Last month, I went to Vegas. I haven't been in 10 years and it was going to be a great trip. My psychic friend repeatedly told me to go. I did. It was a little against what I wanted-- because I was looking for some time to myself, some partying, some gambling, and just enjoyment. I got a portion of that. I got a portion of being depressed. It didn't help that my friend didn't recognize my signs of depression, that I didn't get to be alone for 5 days, and he was very possessive of me (and my time). I feel like the worse of it was the night after I drank too much and ended up passing out when his friends were over. I had wanted some time to myself. He had bothered me right before they came over. I wanted to cry and cry and be by myself. Instead, I had to entertain. It was fun but I always feel like I've joined a party and missed the first 15 years-- the ones with the funny stories about such and such place with that person whose really funny I haven't met. It's very boring to be on that side of things.
The morning after this party, he asks me about driving to his place. I had met up with a guy who I was sleeping with-- and who this friend knew about-- and I just kissed him and went on my way to see my friend and head to Vegas. I was very stressed about the trip. I was considering not going because my friend had been so insistent on being together. I felt pressure, all the while, my friend was telling me that he wasn't pressuring me.

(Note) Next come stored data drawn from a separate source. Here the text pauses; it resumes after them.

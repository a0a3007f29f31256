//! Order and line item types

use super::OrderStatus;
use crate::money::{self, to_decimal, to_f64};
use chrono::{DateTime, Utc};
use rust_decimal::Decimal;
use serde::{Deserialize, Deserializer, Serialize};

// ============================================================================
// Service Type
// ============================================================================

/// Where the order is consumed
#[derive(Debug, Clone, Copy, Serialize, Deserialize, PartialEq, Eq, Default)]
#[serde(rename_all = "snake_case")]
pub enum ServiceType {
    /// Seated at a table
    #[default]
    DineIn,
    /// Online or counter order with no table
    Takeout,
}

// ============================================================================
// Line Items
// ============================================================================

/// Line item. Name and price are snapshotted from the product when the item is
/// added, so later catalog edits do not change existing orders.
#[derive(Debug, Clone, PartialEq, Serialize, Deserialize)]
pub struct OrderItem {
    pub product_id: String,
    pub name: String,
    /// Unit price at the time the item was added
    pub price: f64,
    pub quantity: u32,
    #[serde(default, skip_serializing_if = "Option::is_none")]
    pub note: Option<String>,
    #[serde(default, skip_serializing_if = "Option::is_none")]
    pub category: Option<String>,
}

impl OrderItem {
    pub fn new(
        product_id: impl Into<String>,
        name: impl Into<String>,
        price: f64,
        quantity: u32,
    ) -> Self {
        Self {
            product_id: product_id.into(),
            name: name.into(),
            price,
            quantity,
            note: None,
            category: None,
        }
    }

    pub fn with_note(mut self, note: impl Into<String>) -> Self {
        self.note = Some(note.into());
        self
    }

    /// `price × quantity`, rounded to cents
    pub fn line_total(&self) -> f64 {
        to_f64(money::line_total(self.price, self.quantity))
    }
}

/// Σ price × quantity, rounded to cents
pub fn items_subtotal(items: &[OrderItem]) -> f64 {
    let sum: Decimal = items
        .iter()
        .map(|i| money::line_total(i.price, i.quantity))
        .sum();
    to_f64(sum)
}

// ============================================================================
// Order
// ============================================================================

/// Order as stored by the backend
#[derive(Debug, Clone, PartialEq, Serialize, Deserialize)]
pub struct Order {
    pub id: String,
    /// `None` for takeout / online orders (the wire sentinel `0` decodes to `None`)
    #[serde(default, deserialize_with = "table_number_sentinel")]
    pub table_number: Option<u32>,
    #[serde(default)]
    pub items: Vec<OrderItem>,
    pub subtotal: f64,
    #[serde(default, skip_serializing_if = "Option::is_none")]
    pub note: Option<String>,
    pub status: OrderStatus,
    /// User id of the staff member or customer who placed the order
    pub created_by: String,
    #[serde(default, skip_serializing_if = "Option::is_none")]
    pub created_by_name: Option<String>,
    #[serde(default, skip_serializing_if = "Option::is_none")]
    pub customer_name: Option<String>,
    #[serde(default, skip_serializing_if = "Option::is_none")]
    pub customer_phone: Option<String>,
    pub created_at: DateTime<Utc>,
    #[serde(default, skip_serializing_if = "Option::is_none")]
    pub updated_at: Option<DateTime<Utc>>,
    /// Bumped by the backend on every mutation
    #[serde(default)]
    pub version: u64,
}

fn table_number_sentinel<'de, D>(deserializer: D) -> Result<Option<u32>, D::Error>
where
    D: Deserializer<'de>,
{
    let raw = Option::<u32>::deserialize(deserializer)?;
    Ok(raw.filter(|n| *n != 0))
}

impl Order {
    pub fn service_type(&self) -> ServiceType {
        match self.table_number {
            Some(_) => ServiceType::DineIn,
            None => ServiceType::Takeout,
        }
    }

    pub fn is_dine_in(&self) -> bool {
        self.table_number.is_some()
    }

    /// Σ price × quantity over the current items
    pub fn computed_subtotal(&self) -> f64 {
        items_subtotal(&self.items)
    }

    /// Stored subtotal agrees with the items to the cent
    pub fn subtotal_matches(&self) -> bool {
        money::money_eq(self.subtotal, self.computed_subtotal())
    }

    pub fn item_count(&self) -> u32 {
        self.items.iter().map(|i| i.quantity).sum()
    }

    /// Not yet paid
    pub fn is_open(&self) -> bool {
        !self.status.is_terminal()
    }

    pub fn is_payable(&self) -> bool {
        self.status.is_payable()
    }

    /// `"Mesa 4"` or `"Para llevar"`
    pub fn table_label(&self) -> String {
        match self.table_number {
            Some(n) => format!("Mesa {n}"),
            None => "Para llevar".to_string(),
        }
    }

    /// Short id for tickets and logs
    pub fn short_id(&self) -> &str {
        let end = self
            .id
            .char_indices()
            .nth(8)
            .map(|(i, _)| i)
            .unwrap_or(self.id.len());
        &self.id[..end]
    }

    /// Minutes since the order was placed
    pub fn age_minutes(&self, now: DateTime<Utc>) -> i64 {
        (now - self.created_at).num_minutes().max(0)
    }

    /// Total rounded subtotal as Decimal
    pub fn subtotal_decimal(&self) -> Decimal {
        money::round(to_decimal(self.subtotal))
    }
}

// ============================================================================
// Request payloads
// ============================================================================

/// Create order payload (`POST /orders`)
#[derive(Debug, Clone, PartialEq, Serialize, Deserialize)]
pub struct OrderCreate {
    /// Wire sentinel `0` for takeout
    #[serde(serialize_with = "serialize_table_number")]
    pub table_number: Option<u32>,
    pub items: Vec<OrderItem>,
    pub subtotal: f64,
    #[serde(skip_serializing_if = "Option::is_none")]
    pub note: Option<String>,
    pub status: OrderStatus,
    pub created_by: String,
    #[serde(skip_serializing_if = "Option::is_none")]
    pub created_by_name: Option<String>,
    #[serde(skip_serializing_if = "Option::is_none")]
    pub customer_name: Option<String>,
    #[serde(skip_serializing_if = "Option::is_none")]
    pub customer_phone: Option<String>,
}

fn serialize_table_number<S>(value: &Option<u32>, serializer: S) -> Result<S::Ok, S::Error>
where
    S: serde::Serializer,
{
    serializer.serialize_u32(value.unwrap_or(0))
}

/// Status change payload (`PUT /orders/{id}`)
#[derive(Debug, Clone, Copy, PartialEq, Eq, Serialize, Deserialize)]
pub struct OrderStatusUpdate {
    pub status: OrderStatus,
    /// Rejected with 409 when the stored order has moved on
    #[serde(skip_serializing_if = "Option::is_none")]
    pub expected_version: Option<u64>,
}

/// Note edit payload (`PUT /orders/{id}`)
#[derive(Debug, Clone, PartialEq, Eq, Serialize, Deserialize)]
pub struct OrderNoteUpdate {
    pub note: Option<String>,
    #[serde(skip_serializing_if = "Option::is_none")]
    pub expected_version: Option<u64>,
}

So, he confronts me-- says he read a text because I had my phone in my hand open to a text conversation with the booty call I saw before I went to see my friend and fly off to Vegas. I felt like he might have actually gone through my phone-- and not that my phone was open to this text. My phone tends to shut off pretty quickly and I have it password protected. But with his insistence on looking over my shoulder, I had no choice but that he saw my password a few times. I didn't feel I had anything to hide.
He tells me about how great I am (when I'm not feeling it). He tells me that this guy is not who I should be hanging around (maybe in my drunken state, I asked him but I was not interested in his "friendly" opinion on my sex life at that moment). I cried. He kissed me skin repeatedly, telling me positive things about me. UGH. I wanted to curl up and die. He didn't leave me alone for a second. We had made plans already to meet his friends, all we had to do was walk over to their hotel. Again, sucking it up and pretending like everything was fine. It made me tired. I wanted to have a good trip. I wish I didn't go at that time with him.

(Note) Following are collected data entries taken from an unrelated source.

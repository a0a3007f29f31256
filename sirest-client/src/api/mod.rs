//! Resource APIs, one module per backend collection
//!
//! Each module adds methods to [`SirestClient`](crate::SirestClient).

pub mod alerts;
pub mod auth;
pub mod cash_closing;
pub mod configuration;
pub mod demo;
pub mod invoices;
pub mod orders;
pub mod payments;
pub mod products;
pub mod profile;
pub mod staff;
pub mod tables;
pub mod users;

/// Endpoint paths (relative to `/api`)
pub mod endpoints {
    pub const LOGIN: &str = "auth/login";
    pub const SIGNUP: &str = "auth/signup";
    pub const LOGOUT: &str = "auth/logout";
    pub const ORDERS: &str = "orders";
    pub const PRODUCTS: &str = "products";
    pub const TABLES: &str = "tables";
    pub const PAYMENTS: &str = "payments";
    pub const USERS: &str = "users";
    pub const PROFILE: &str = "profile";
    pub const CONFIGURATION: &str = "configuration";
    pub const ALERTS: &str = "alerts";
    pub const STAFF_STATUS: &str = "staff-status";
    pub const CASH_CLOSING: &str = "cash-closing";
    pub const SEND_INVOICE_EMAIL: &str = "send-invoice-email";
    pub const INIT_DEMO_DATA: &str = "init-demo-data";

    /// `<collection>/<id>` with `id` percent-encoded as one path segment
    pub fn item(collection: &str, id: &str) -> String {
        format!("{collection}/{}", urlencoding::encode(id))
    }

}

It was interesting to see my thought process before Vegas. I didn't want to tell anyone. I didn't want to get excited. It was going to be taken away from me if I did, I thoroughly believed that.
My friend commented that my dad doesn't allow for me to be happy or sad. If I'm going through debt problems, my dad says that it could be worse-- I could be dead. If I go on vacation, he says he wishes he could go on vacation. Wouldn't it be nice? I never get a chance to feel anything. But I understand my dad is limited in what he can express. I'm sure somewhere underneath it all, since I look good on paper, he must look good, like he did something right along the way.

It feels weird to tell people that I'm taking a writing vacation. I want to say a retreat but it's not through any organization, like some of the real writing retreats. No, this is me, in an isolated hotel, writing what I can.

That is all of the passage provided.